Hoy, por alguna razón, me levanté pensando en piñatas. Sentada en una antigua plaza de la ciudad, desplumo palomas con el corazón. Repaso con horror el ritual de la piñata. Y aunque trato, no puedo evitarlo. Temo ser el osito amoroso de crepé que alguien –alguno de esos niños- destrozará con saludable ahínco.
La verdad, no había visto las piñatas de esa manera. Desde pequeño incitan a la gente a la violencia.
ResponderEliminarJAJAJAJAJA. Lo de las cabronas abuelas es verdad!!! A mí me tocó más de una vez recuperar lo mío robado por manos venosas!!! Una hasta me metió la mano entre las piernas para robarme mis golosinas ganadas con sudor, emoción y adrenalina!!! Todavía recuerdo el olor de las chucherías y los jugueticos de plástico!!! Yo le hice una piñata a una amiga hace unos 4 años y disfruté demasiado, fue una catarsis pegarle a la piñata y un gran placer ver a la gente grande disfrutar tanto! Sobre todo viendo la cara de mi amiga! Gozó demasiado!!!!
ResponderEliminarViste!!!! Lo sabía. Esas abuelas existían chama... ja ja ja ja ja ja ja ja ja ja ja ja ja
ResponderEliminarKari tienes tanta razon... podria pasarme horas hablando sobre el efecto de las pinatas, porque mi hija de casi 3 anos sufre horrores a la hora de tumbar la pinata, ella no entiende por qué carrizo hay que golpear malsanamente a "la cenicienta" (mientras llora, aprieta los punos, dice ayyyyy y se aferra a mi, mientras me cuenta: "se rompió el vestidoooo!!!" o cuando Barney es degollado queda impactada creyendo que su fiel amigo no va a volver a cantarle, etc... a veces un simple Power Ranger, le crispa lo nervios porque sólo el hecho de que otro nino venga armado de rabia y sed de maltrado a apalear al munecote la estrezan, ha aprendido a no tenerle tanto miedo, pero cuando llega la hora de cantar: dale, dale, dale a la pinata, tumbala para el suelo, queremos caramelos!... ella con recelo espera su turno y si olvidan invitarla al salvaje evento de destrozar la pinata ella queda en paz! ...

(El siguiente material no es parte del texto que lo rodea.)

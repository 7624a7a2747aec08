//! Prompts for the extraction and validation model calls.
//!
//! Both prompts live here so a wording change never touches parsing or
//! error-handling code, and so tests can inspect the exact text sent.

use crate::schema::{schema_template, ExtractedRecord};

/// Instructions for the vision model. The blank schema is appended by
/// [`extraction_prompt`].
pub const EXTRACTION_INSTRUCTIONS: &str = r#"You are an expert at reading invoice images and extracting details from them. You are given one or more images of a single invoice. Extract the information below and populate the JSON schema at the end exactly, using the same keys.

Invoice information:
- InvoiceNumber: the order number or invoice number printed on the invoice. If not given, fill "NA".
- InvoiceDate: the invoice date printed on the invoice.
- ProductDescription: the description / product id of the tires purchased, exactly as printed. Ignore services.
- Quantity: if the quantity is not printed for a product, compute it by dividing the product's total amount by its unit price.

Customer information:
- FirstName: first name of the customer or advisor who purchased the product.
- LastName: last name of the customer or advisor who purchased the product.
- Address: the customer's address, only if it appears below the customer name; otherwise "NA".

Store information (on Tire Rack invoices the store information is printed at the top left):
- StoreName: the store the product was purchased from. If not on the invoice, fill "NA". Never use the shipping address name.
- Address: the store's address, usually printed below the store information; otherwise "NA".

If a date is partly printed and partly handwritten (for example "20.." completed with "25"), combine both parts into the full date (2025).
Store information always comes before customer information. Billing and shipping information belong to the customer.

STRICT RULES:
- Do not invent values. Fill a field only if it appears on the invoice.
- If there is more than one ProductDescription, add one Product entry per product. If there is only one, return only one.
- Respond ONLY with valid JSON (no extra text).

Example of a filled schema:
{
  "Invoice": {
    "InvoiceData": {
      "InvoiceNumber": "abc123",
      "InvoiceDate": "05-06-2025"
    },
    "Product": [
      {
        "ProductDescription": "A245/456 HK DYNPRO HTRH12*# 111222 113T",
        "Quantity": "4"
      }
    ],
    "CustomerInformation": {
      "FirstName": "John",
      "LastName": "Adams",
      "Address": "5919 Main St, Springfield, IL 62704-6215"
    },
    "StoreInformation": {
      "StoreName": "Tire Rack",
      "Address": "710 Kendall St, South Bend, IN 46601-8222"
    }
  }
}

Respond ONLY with valid JSON (no extra text).

Schema:
"#;

/// Full extraction prompt: instructions followed by the blank schema.
pub fn extraction_prompt() -> String {
    let schema = serde_json::to_string_pretty(&schema_template())
        .unwrap_or_else(|_| String::from("{}"));
    format!("{EXTRACTION_INSTRUCTIONS}{schema}")
}

/// Validation prompt combining the rules document and the extracted record.
pub fn validation_prompt(rules: &str, record: &ExtractedRecord, expected_quantity: u32) -> String {
    format!(
        "You are an expert validator for invoice extraction. You are given:\n\
1) Eligible products, date ranges, and expected quantity rules in plain text.\n\
2) The extracted invoice data as JSON.\n\n\
Read the rules carefully and check:\n\
1. Product description: if it matches any eligible product, return \"True\", otherwise \"False\". \
The eligible product name may appear in the middle or at the end of the product description.\n\
2. Purchase date: if it falls within the given promotion date range, return \"True\", otherwise \"False\".\n\
3. Quantity: the expected value is {expected_quantity}. If it is exactly {expected_quantity}, return \"True\", otherwise \"False\".\n\n\
Respond ONLY with a JSON object in exactly this format (no extra keys or text):\n\
{{\n  \"Product description\": \"True\" or \"False\",\n  \"purchase_date\": \"True\" or \"False\",\n  \"quantity\": \"True\" or \"False\"\n}}\n\n\
Rules:\n{rules}\n\n\
Extracted Data:\n{record}\n",
        rules = rules.trim(),
        record = record.to_pretty_json(),
    )
}

#[cfg(test)]
mod tests {
    use super::*;
    use serde_json::json;

    #[test]
    fn extraction_prompt_ends_with_schema() {
        let p = extraction_prompt();
        let schema = p.rsplit("Schema:\n").next().unwrap();
        let v: serde_json::Value = serde_json::from_str(schema).expect("schema is JSON");
        assert!(v["Invoice"]["Product"].is_array());
        assert!(p.contains("Respond ONLY with valid JSON"));
    }

    #[test]
    fn validation_prompt_embeds_rules_record_and_quantity() {
        let record = ExtractedRecord(json!({"Invoice": {"InvoiceData": {"InvoiceNumber": "X-77"}}}));
        let p = validation_prompt("  eligible product: DYNPRO HTRH12\n", &record, 4);
        assert!(p.contains("Rules:\neligible product: DYNPRO HTRH12\n"));
        assert!(p.contains("\"InvoiceNumber\": \"X-77\""));
        assert!(p.contains("expected value is 4"));
        assert!(p.contains("\"purchase_date\""));
    }
}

ResponderEliminarAlejandra: pero piensa. Uno debe golpear el muñeco que más aprecia. Y debe golpearlo en público, en medio de esa arenga tan rara. Y no sólo es la paliza al monigote. Son esos caramelos que caerán y por lo que habrá que golpearse para tener un botín que haya hecho que la tarde valiera la pena. Entiendo a tu hija, la entiendo completamente. Comprendo su angustia. ¿No te pasó a ti lo mismo?
ResponderEliminarBueno,es terrible, pero, a veces, la vida es una fiesta y la piñata somos cada uno de nosotros.... tal vez es un sano entrenamiento?????... Uff.